CAPITOLO IV. LE PROVE EMBRIOLOGICHE.

(LA LEGGE DI HÄCKEL.)

Quella del resto, fra le discipline biologiche, la quale ha portato il maggior contributo alla questione dell’origine dell’uomo e che, come tale, ha dato, si può dire, il colpo di grazia alle opinioni tradizionali, è senza dubbio l’Embriologia .

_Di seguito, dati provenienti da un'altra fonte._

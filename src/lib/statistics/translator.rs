use std::sync::Arc;

use tracing::*;

use crate::{
    convertor::{ConvertorData, ConvertorExecutor, DefaultConvertorExecutor},
    device::DatapathId,
    error::TranslateError,
    protocol::{
        ActionTypeBitmap, GroupCapabilitiesBitmap, GroupTypesBitmap, MeterBandTypeBitmap,
        MeterFlagsBitmap, MultipartReply, MultipartReplyBody, OfVersion,
    },
    statistics::snapshot::*,
};

/// Turns one multipart reply part into a statistics snapshot.
#[derive(Clone)]
pub struct MultipartReplyTranslator {
    convertor: Arc<dyn ConvertorExecutor>,
}

impl Default for MultipartReplyTranslator {
    fn default() -> Self {
        Self::new(Arc::new(DefaultConvertorExecutor))
    }
}

impl std::fmt::Debug for MultipartReplyTranslator {
    fn fmt(&self, f: &mut std::fmt::Formatter<'_>) -> std::fmt::Result {
        f.debug_struct("MultipartReplyTranslator").finish()
    }
}

impl MultipartReplyTranslator {
    pub fn new(convertor: Arc<dyn ConvertorExecutor>) -> Self {
        Self { convertor }
    }

    /// Categories without a statistics model yield `Ok(None)`.
    #[instrument(level = "trace", skip(self, reply), fields(xid = %reply.xid))]
    pub fn translate(
        &self,
        datapath_id: DatapathId,
        version: OfVersion,
        reply: &MultipartReply,
    ) -> Result<Option<StatisticsSnapshot>, TranslateError> {
        let data = ConvertorData::new(version, datapath_id);

        let body = match &reply.body {
            MultipartReplyBody::Flow(flows) => {
                let flows = self.convertor.convert_flow_stats(flows, &data).ok_or_else(|| {
                    malformed("OFPMPFLOW", "flow statistics could not be converted")
                })?;
                SnapshotBody::Flow(flows)
            }
            MultipartReplyBody::Aggregate(aggregate) => {
                SnapshotBody::Aggregate(AggregateFlowStatistics {
                    packet_count: aggregate.packet_count,
                    byte_count: aggregate.byte_count,
                    flow_count: aggregate.flow_count,
                })
            }
            MultipartReplyBody::Table(tables) => SnapshotBody::Table(
                tables
                    .iter()
                    .map(|table| FlowTableStatistics {
                        table_id: table.table_id,
                        active_flows: table.active_count,
                        packets_looked_up: table.lookup_count,
                        packets_matched: table.matched_count,
                    })
                    .collect(),
            ),
            MultipartReplyBody::PortStats(ports) => SnapshotBody::Port(
                ports
                    .iter()
                    .map(|port| NodeConnectorStatistics {
                        node_connector_id: self.convertor.node_connector_id(port.port_no, &data),
                        port_no: port.port_no,
                        packets: Counters {
                            received: port.rx_packets,
                            transmitted: port.tx_packets,
                        },
                        bytes: Counters {
                            received: port.rx_bytes,
                            transmitted: port.tx_bytes,
                        },
                        receive_drops: port.rx_dropped,
                        transmit_drops: port.tx_dropped,
                        receive_errors: port.rx_errors,
                        transmit_errors: port.tx_errors,
                        receive_frame_error: port.rx_frame_err,
                        receive_over_run_error: port.rx_over_err,
                        receive_crc_error: port.rx_crc_err,
                        collision_count: port.collisions,
                        duration: port.duration_sec.map(|second| {
                            StatsDuration::new(second, port.duration_nsec.unwrap_or_default())
                        }),
                    })
                    .collect(),
            ),
            MultipartReplyBody::Queue(queues) => SnapshotBody::Queue(
                queues
                    .iter()
                    .map(|queue| QueueStatistics {
                        node_connector_id: self.convertor.node_connector_id(queue.port_no, &data),
                        port_no: queue.port_no,
                        queue_id: queue.queue_id,
                        transmitted_bytes: queue.tx_bytes,
                        transmitted_packets: queue.tx_packets,
                        transmission_errors: queue.tx_errors,
                        duration: StatsDuration::new(queue.duration_sec, queue.duration_nsec),
                    })
                    .collect(),
            ),
            MultipartReplyBody::Group(groups) => SnapshotBody::Group(
                groups
                    .iter()
                    .map(|group| GroupStatistics {
                        group_id: group.group_id,
                        ref_count: group.ref_count,
                        packet_count: group.packet_count,
                        byte_count: group.byte_count,
                        duration: StatsDuration::new(group.duration_sec, group.duration_nsec),
                        buckets: group
                            .bucket_stats
                            .iter()
                            .enumerate()
                            .map(|(bucket_id, bucket)| BucketStatistics {
                                bucket_id: bucket_id as u32,
                                packet_count: bucket.packet_count,
                                byte_count: bucket.byte_count,
                            })
                            .collect(),
                    })
                    .collect(),
            ),
            MultipartReplyBody::GroupDesc(groups) => {
                let groups = self.convertor.convert_group_desc(groups, &data).ok_or_else(|| {
                    malformed("OFPMPGROUPDESC", "group description has an unknown group type")
                })?;
                SnapshotBody::GroupDesc(groups)
            }
            MultipartReplyBody::GroupFeatures(features) => {
                SnapshotBody::GroupFeatures(GroupFeatures {
                    group_types: group_types(&features.types),
                    capabilities: group_capabilities(&features.capabilities),
                    max_groups: features.max_groups.clone(),
                    actions: features
                        .actions_bitmap
                        .iter()
                        .map(group_action_support)
                        .collect(),
                })
            }
            MultipartReplyBody::Meter(meters) => SnapshotBody::Meter(
                meters
                    .iter()
                    .map(|meter| MeterStatistics {
                        meter_id: meter.meter_id,
                        flow_count: meter.flow_count,
                        packet_in_count: meter.packet_in_count,
                        byte_in_count: meter.byte_in_count,
                        duration: StatsDuration::new(meter.duration_sec, meter.duration_nsec),
                        band_stats: meter
                            .band_stats
                            .iter()
                            .enumerate()
                            .map(|(band_id, band)| BandStatistics {
                                band_id: band_id as u32,
                                packet_band_count: band.packet_band_count,
                                byte_band_count: band.byte_band_count,
                            })
                            .collect(),
                    })
                    .collect(),
            ),
            MultipartReplyBody::MeterConfig(configs) => {
                let configs = self
                    .convertor
                    .convert_meter_config(configs, &data)
                    .ok_or_else(|| {
                        malformed("OFPMPMETERCONFIG", "meter config could not be converted")
                    })?;
                SnapshotBody::MeterConfig(configs)
            }
            MultipartReplyBody::MeterFeatures(features) => {
                SnapshotBody::MeterFeatures(MeterFeatures {
                    max_meter: features.max_meter,
                    max_bands: features.max_bands,
                    max_color: features.max_color,
                    capabilities: meter_capabilities(&features.capabilities),
                    band_types: meter_band_kinds(&features.band_types),
                })
            }
            MultipartReplyBody::Desc(_)
            | MultipartReplyBody::TableFeatures(_)
            | MultipartReplyBody::PortDesc(_)
            | MultipartReplyBody::Experimenter { .. }
            | MultipartReplyBody::Unknown { .. } => {
                debug!(
                    "No statistics in {} reply from {datapath_id}",
                    reply
                        .body
                        .multipart_type()
                        .map(|multipart_type| multipart_type.to_string())
                        .unwrap_or_else(|| "unknown".to_string())
                );
                return Ok(None);
            }
        };

        Ok(Some(StatisticsSnapshot {
            datapath_id,
            xid: reply.xid,
            body,
        }))
    }
}

fn malformed(multipart_type: &'static str, reason: &str) -> TranslateError {
    TranslateError::Malformed {
        multipart_type,
        reason: reason.to_string(),
    }
}

pub fn group_action_support(bitmap: &ActionTypeBitmap) -> GroupActionSupport {
    let mut support = GroupActionSupport::empty();
    support.set(GroupActionSupport::OUTPUT, bitmap.output);
    support.set(GroupActionSupport::COPY_TTL_OUT, bitmap.copy_ttl_out);
    support.set(GroupActionSupport::COPY_TTL_IN, bitmap.copy_ttl_in);
    support.set(GroupActionSupport::SET_MPLS_TTL, bitmap.set_mpls_ttl);
    support.set(GroupActionSupport::DEC_MPLS_TTL, bitmap.dec_mpls_ttl);
    support.set(GroupActionSupport::PUSH_VLAN, bitmap.push_vlan);
    support.set(GroupActionSupport::POP_VLAN, bitmap.pop_vlan);
    support.set(GroupActionSupport::PUSH_MPLS, bitmap.push_mpls);
    support.set(GroupActionSupport::POP_MPLS, bitmap.pop_mpls);
    support.set(GroupActionSupport::SET_QUEUE, bitmap.set_queue);
    support.set(GroupActionSupport::GROUP, bitmap.group);
    support.set(GroupActionSupport::SET_NW_TTL, bitmap.set_nw_ttl);
    support.set(GroupActionSupport::DEC_NW_TTL, bitmap.dec_nw_ttl);
    support.set(GroupActionSupport::SET_FIELD, bitmap.set_field);
    support.set(GroupActionSupport::PUSH_PBB, bitmap.push_pbb);
    support.set(GroupActionSupport::POP_PBB, bitmap.pop_pbb);
    support
}

fn group_types(types: &GroupTypesBitmap) -> Vec<GroupType> {
    [
        (types.all, GroupType::All),
        (types.select, GroupType::Select),
        (types.indirect, GroupType::Indirect),
        (types.ff, GroupType::FastFailover),
    ]
    .into_iter()
    .filter_map(|(supported, group_type)| supported.then_some(group_type))
    .collect()
}

fn group_capabilities(capabilities: &GroupCapabilitiesBitmap) -> Vec<GroupCapability> {
    [
        (capabilities.chaining, GroupCapability::Chaining),
        (capabilities.chaining_checks, GroupCapability::ChainingChecks),
        (capabilities.select_liveness, GroupCapability::SelectLiveness),
        (capabilities.select_weight, GroupCapability::SelectWeight),
    ]
    .into_iter()
    .filter_map(|(supported, capability)| supported.then_some(capability))
    .collect()
}

fn meter_capabilities(flags: &MeterFlagsBitmap) -> Vec<MeterCapability> {
    [
        (flags.burst, MeterCapability::Burst),
        (flags.kbps, MeterCapability::Kbps),
        (flags.pktps, MeterCapability::Pktps),
        (flags.stats, MeterCapability::Stats),
    ]
    .into_iter()
    .filter_map(|(supported, capability)| supported.then_some(capability))
    .collect()
}

fn meter_band_kinds(band_types: &MeterBandTypeBitmap) -> Vec<MeterBandKind> {
    [
        (band_types.drop, MeterBandKind::Drop),
        (band_types.dscp_remark, MeterBandKind::DscpRemark),
    ]
    .into_iter()
    .filter_map(|(supported, kind)| supported.then_some(kind))
    .collect()
}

Che cosa ha messo in luce, che cosa ha dunque portato di decisivo sulla bilancia l’embriologia? Lo esprimono con molta chiarezza, concisamente, queste parole del chiarissimo prof. Cattaneo: «Le forme per cui passa l’individuo dallo stadio di uovo allo stadio di neonato, si succedono con lo stesso ordine cronologico che le forme che si trovano negli strati terrestri, dai più antichi venendo ai più recenti, ossia si succedono con lo stesso ordine che le forme per cui è presumibile che passassero lentamente gli antenati dell’individuo stesso, dalla forma plastidulare o monerica all’attuale

Ma veniamo al concreto.

La forma primordiale che assume qualunque organismo all’esordio della sua formazione è qualche cosa di indistinto, di rudimentale ed assai differente dalla forma che lo stesso organismo dovrà poi assumere giunto che sia al proprio completo sviluppo. Gli è partendo da questo punto iniziale, traverso una serie di successive modificazioni – oggidì ben conosciute dagli scienziati – che gli organismi si formano e nascono con la particolare fisonomia e coi particolari caratteri della loro specie. Orbene, per tutti gli esseri viventi, piante o animali, alquanto elevati nella serie, «il primo stadio consiste nella formazione di un uovo o cellula germinale», uovo il quale «ne’ suoi caratteri essenziali è uguale a tutto quanto il mondo organico, talchè vi si può notare qualche leggiera differenza nella forma, grandezza, colore, ecc.»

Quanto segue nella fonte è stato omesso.